Los
ejercicios espirituales
Si
ya de por sí la espiritualidad se respiraba a modo de aceptación obligada, la
llegada de los ejercicios espirituales, más que acentuar el credo en nuestras
almas, acicateó los deseos de explorar nuevos territorios. De hecho, las vías
del tren se ofrecieron a servir de prestamistas a aquel que quiso seguir las
enseñanzas de las dinastías chinas y fabricar pólvora siguiendo las
proporciones. Con ello consiguió el apodo como mote propio una vez que se
descubrió en una de las lejas de su taquilla un arsenal que podría habernos
convertido en el Apolo XIV si alguno de los cigarrillos aún no prendidos
hubiese seguido el camino de la chispa cerillera. Imagino que los deseos de
llevar a la práctica aquel aprendizaje pirotécnico olvidó el apartado de las
precauciones y sólo la intercesión de la Providencia evitó la carcasa final. No
fue el único que almacenó algo más que ropa o calzado en los diminutos
armarios. Allí convivieron botes de leche condensada, embutidos varios,
revistas poco recomendables para el pudor y la castidad y algún que otro
botellín diminuto traído de casa. En el
intervalo que esa semana ofrecía a la reflexión los estudios hicieron un hueco
a los manuales del póquer y todo tipo de juegos al margen del currículo escolar
que fuimos añadiendo. A fe que los paseos por la soledad tuvieron sus efectos
beneficiosos y la Alameda podría dar testimonio de todo ello. Como no era
cuestión de dar demasiado la nota, llegado
el turno de las confesiones. La disparidad y el desequilibrio se
manifestaban de modo palpable. Unos
optábamos por la brevedad del padre Emilio para aumentar el tiempo de ocio y
otros cumplían con el decoro tras las celosías desde las que el padre Valentín
impartía perdones. La cuestión era terminar pronto y salir a meditar de nuevo
al patio o a la calle según dispusieran las normas. Si a todo esto le
acompañaba la diosa Fortuna en forma de padre Jaime, el premio estaba claro.

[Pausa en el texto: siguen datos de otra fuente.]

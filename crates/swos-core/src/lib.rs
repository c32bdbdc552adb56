//! Typed view of a MikroTik SwOS switch, built on the `swos-wire` codec.
//!
//! The switch serves one `.b` resource per feature. This crate turns each of
//! them into a typed record and back, then joins the records into one view
//! per physical port:
//!
//! - **[`Endpoint`]**: the resource catalogue, with paths, writability and
//!   whether decoding needs the port count ([`DecodeContext`]).
//! - **[`field`]**: the table-driven engine. Every endpoint declares a
//!   `FIELDS` table of [`FieldSpec`](field::FieldSpec)s mapping short device
//!   keys to attribute names and codecs; decoders and encoders only ever
//!   speak attribute names.
//! - **[`model`]**: one module per endpoint holding its records and the
//!   [`Feature`] / [`Writable`] impls.
//! - **[`KeyOverrides`]**: per-endpoint key remapping for firmware that
//!   renamed a field.
//! - **[`Codec`]**: the facade. Decode by endpoint name or path, encode a
//!   writable record, or aggregate a whole raw snapshot.
//! - **[`aggregate()`]**: the Port Aggregator producing [`DeviceState`].
//!
//! Everything here is pure. No I/O, no shared mutable state.

pub mod aggregate;
pub mod codec;
pub mod endpoint;
pub mod error;
pub mod field;
pub mod model;
pub mod overrides;

// ── Primary re-exports ──────────────────────────────────────────────
pub use aggregate::{
    ConnectorType, DeviceState, FeatureSet, PortView, VlanMembership, aggregate,
};
pub use codec::{Codec, Decoded, Feature, RawSnapshot, Writable};
pub use endpoint::{DecodeContext, Endpoint};
pub use error::{CoreError, ErrorKind};
pub use overrides::KeyOverrides;

// Record types at the crate root for ergonomics.
pub use model::{
    codes::{
        AddressAcquisition, ComboMode, LacpMode, LinkSpeed, PortCostMode, QsfpType, RstpPortType,
        RstpRole, RstpState, VlanMode, VlanPortMode, VlanReceive,
    },
    fwd::{Forwarding, FwdPort},
    host::{DynamicHostTable, HostEntry, HostTable},
    igmp::{IgmpGroup, IgmpTable},
    lag::{LagPort, LagStatus},
    link::{LinkPort, LinkStatus},
    rstp::{RstpPort, RstpStatus},
    sfp::{SfpModule, SfpStatus},
    snmp::SnmpSettings,
    stats::{Counter, PortStatistics, PortStats},
    sys::{DeviceSummary, SystemPortFlags, SystemStatus},
    vlan::{Vlan, VlanTable},
};
pub use swos_wire::MacAddress;
//! Typed per-feature records.
//!
//! One module per endpoint. Each holds the record types, the endpoint's
//! field table (`FIELDS`) and the [`Feature`](crate::Feature) impl that reads
//! the record through that table. Writable endpoints also implement
//! [`Writable`](crate::Writable).

pub mod codes;
pub mod fwd;
pub mod host;
pub mod igmp;
pub mod lag;
pub mod link;
pub mod rstp;
pub mod sfp;
pub mod snmp;
pub mod stats;
pub mod sys;
pub mod vlan;

/// Collect an optional per-port attribute only when every port carries it,
/// so a partially reported field is never written back half-filled.
pub(crate) fn every<T, U>(items: &[T], f: impl FnMut(&T) -> Option<U>) -> Option<Vec<U>> {
    if items.is_empty() {
        return None;
    }
    items.iter().map(f).collect()
}

#[cfg(test)]
mod tests {
    use super::*;

    #[test]
    fn every_requires_all_present() {
        assert_eq!(every(&[Some(1), Some(2)], |v| *v), Some(vec![1, 2]));
        assert_eq!(every(&[Some(1), None], |v| *v), None);
        assert_eq!(every::<Option<u8>, u8>(&[], |v| *v), None);
    }
}
// ── RSTP (`/rstp.b`) ──

use serde::{Deserialize, Serialize};
use swos_wire::{RawValue, WireValue};

use super::codes::{RstpPortType, RstpRole, RstpState};
use crate::codec::{Feature, Writable};
use crate::endpoint::Endpoint;
use crate::error::CoreError;
use crate::field::{Decoder, Encoder, FieldKind, FieldSpec};

pub(crate) const FIELDS: &[FieldSpec] = &[
    FieldSpec::new("ena", "enabled", FieldKind::Bitmask).writable(),
    FieldSpec::new("role", "role", FieldKind::Int).per_port(),
    FieldSpec::new("lrn", "learning", FieldKind::Bitmask).optional(),
    FieldSpec::new("fwd", "forwarding", FieldKind::Bitmask).optional(),
    FieldSpec::new("cst", "cost", FieldKind::Int).per_port().optional(),
    FieldSpec::new("prio", "priority", FieldKind::Int)
        .per_port()
        .optional(),
    FieldSpec::new("p2p", "port_type", FieldKind::Int)
        .per_port()
        .optional(),
];

#[derive(Debug, Clone, PartialEq, Eq, Serialize, Deserialize)]
pub struct RstpPort {
    pub enabled: bool,
    pub role: RstpRole,
    pub state: RstpState,
    pub cost: Option<u32>,
    pub priority: Option<u32>,
    pub port_type: Option<RstpPortType>,
}

#[derive(Debug, Clone, PartialEq, Eq, Serialize, Deserialize)]
pub struct RstpStatus {
    pub ports: Vec<RstpPort>,
}

impl RstpStatus {
    /// RSTP counts as on when any port has it enabled.
    pub fn enabled(&self) -> bool {
        self.ports.iter().any(|p| p.enabled)
    }

    /// Switch RSTP on or off for every port.
    pub fn set_enabled(&mut self, enabled: bool) {
        for port in &mut self.ports {
            port.enabled = enabled;
        }
    }
}

impl Feature for RstpStatus {
    const ENDPOINT: Endpoint = Endpoint::Rstp;

    fn decode(raw: &RawValue, cx: &Decoder<'_>) -> Result<Self, CoreError> {
        let f = cx.fields(raw)?;
        let count = match f.len("role")? {
            Some(count) => count,
            None => cx
                .port_count()
                .ok_or_else(|| CoreError::missing(Self::ENDPOINT, "role", None))?,
        };
        let f = f.with_port_count(count);

        let ports = (0..count)
            .map(|i| {
                Ok(RstpPort {
                    enabled: f.port("enabled", i)?,
                    role: f.port("role", i)?,
                    state: RstpState::from_bits(f.port("learning", i)?, f.port("forwarding", i)?),
                    cost: f.port_opt("cost", i)?,
                    priority: f.port_opt("priority", i)?,
                    port_type: f.port_opt("port_type", i)?,
                })
            })
            .collect::<Result<Vec<_>, CoreError>>()?;

        Ok(Self { ports })
    }
}

impl Writable for RstpStatus {
    fn encode(&self, cx: &Encoder<'_>) -> Result<WireValue, CoreError> {
        let mut w = cx.writer();
        w.set_ports("enabled", self.ports.iter().map(|p| p.enabled))?;
        Ok(w.finish())
    }
}

#[cfg(test)]
#[allow(clippy::unwrap_used)]
mod tests {
    use insta::assert_snapshot;

    use super::*;
    use crate::endpoint::DecodeContext;
    use crate::overrides::KeyOverrides;

    fn decode(text: &str, ctx: &DecodeContext) -> Result<RstpStatus, CoreError> {
        let overrides = KeyOverrides::default();
        let cx = Decoder::new(Endpoint::Rstp, &overrides, ctx);
        RstpStatus::decode(&RawValue::parse(text).unwrap(), &cx)
    }

    #[test]
    fn state_from_learning_and_forwarding_masks() {
        let rstp = decode(
            "{ena:0x3,role:[0x2,0x3,0x1],lrn:0x6,fwd:0x2,p2p:[0x1,0x2,0x0]}",
            &DecodeContext::new(),
        )
        .unwrap();

        let states: Vec<_> = rstp.ports.iter().map(|p| p.state).collect();
        assert_eq!(
            states,
            [RstpState::Discarding, RstpState::Forwarding, RstpState::Learning]
        );
        assert_eq!(rstp.ports[0].role, RstpRole::Root);
        assert_eq!(rstp.ports[1].port_type, Some(RstpPortType::Edge));
        assert!(rstp.enabled());
    }

    #[test]
    fn port_count_from_roles_or_context() {
        let rstp = decode("{ena:0x0,role:[0x3]}", &DecodeContext::with_ports(2)).unwrap();
        assert_eq!(rstp.ports.len(), 1);

        let err = decode("{ena:0x0}", &DecodeContext::with_ports(2)).unwrap_err();
        assert!(matches!(err, CoreError::FieldMissing { index: Some(0), .. }));
    }

    #[test]
    fn save_writes_only_the_enable_mask() {
        let mut rstp = decode("{ena:0x0,role:[0x3,0x3,0x3]}", &DecodeContext::new()).unwrap();
        rstp.set_enabled(true);

        let overrides = KeyOverrides::default();
        let cx = Encoder::new(Endpoint::Rstp, &overrides, &DecodeContext::with_ports(3));
        assert_snapshot!(rstp.encode(&cx).unwrap().to_wire().unwrap(), @"{ena:0x7}");
    }
}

Nunca vi mayor velocidad en oficiar una misa que aquellas que con sermón
incluido no rebasaban los veinte minutos en un idioma mitad castellano, mitad
italiano que nunca supimos descifrar pero agradecimos sobremanera. Aquí la cuestión era formarnos en el espíritu
por dentro y por fuera entre los dogmas cristianos y la formación política
franquista. De esto último se encargaba don Rafael, hombre menudo, que tras su
mirada azul y bajo su gabardina clara transmitía una bondad pocas veces
repetida desde la tarima. Incluso el tabaco consumido no logró borrar de su
piel esa imagen entre aquellos que nos vimos obligados a aprender los
Fundamentos del Movimiento que tan inmóvil se nos mostraba.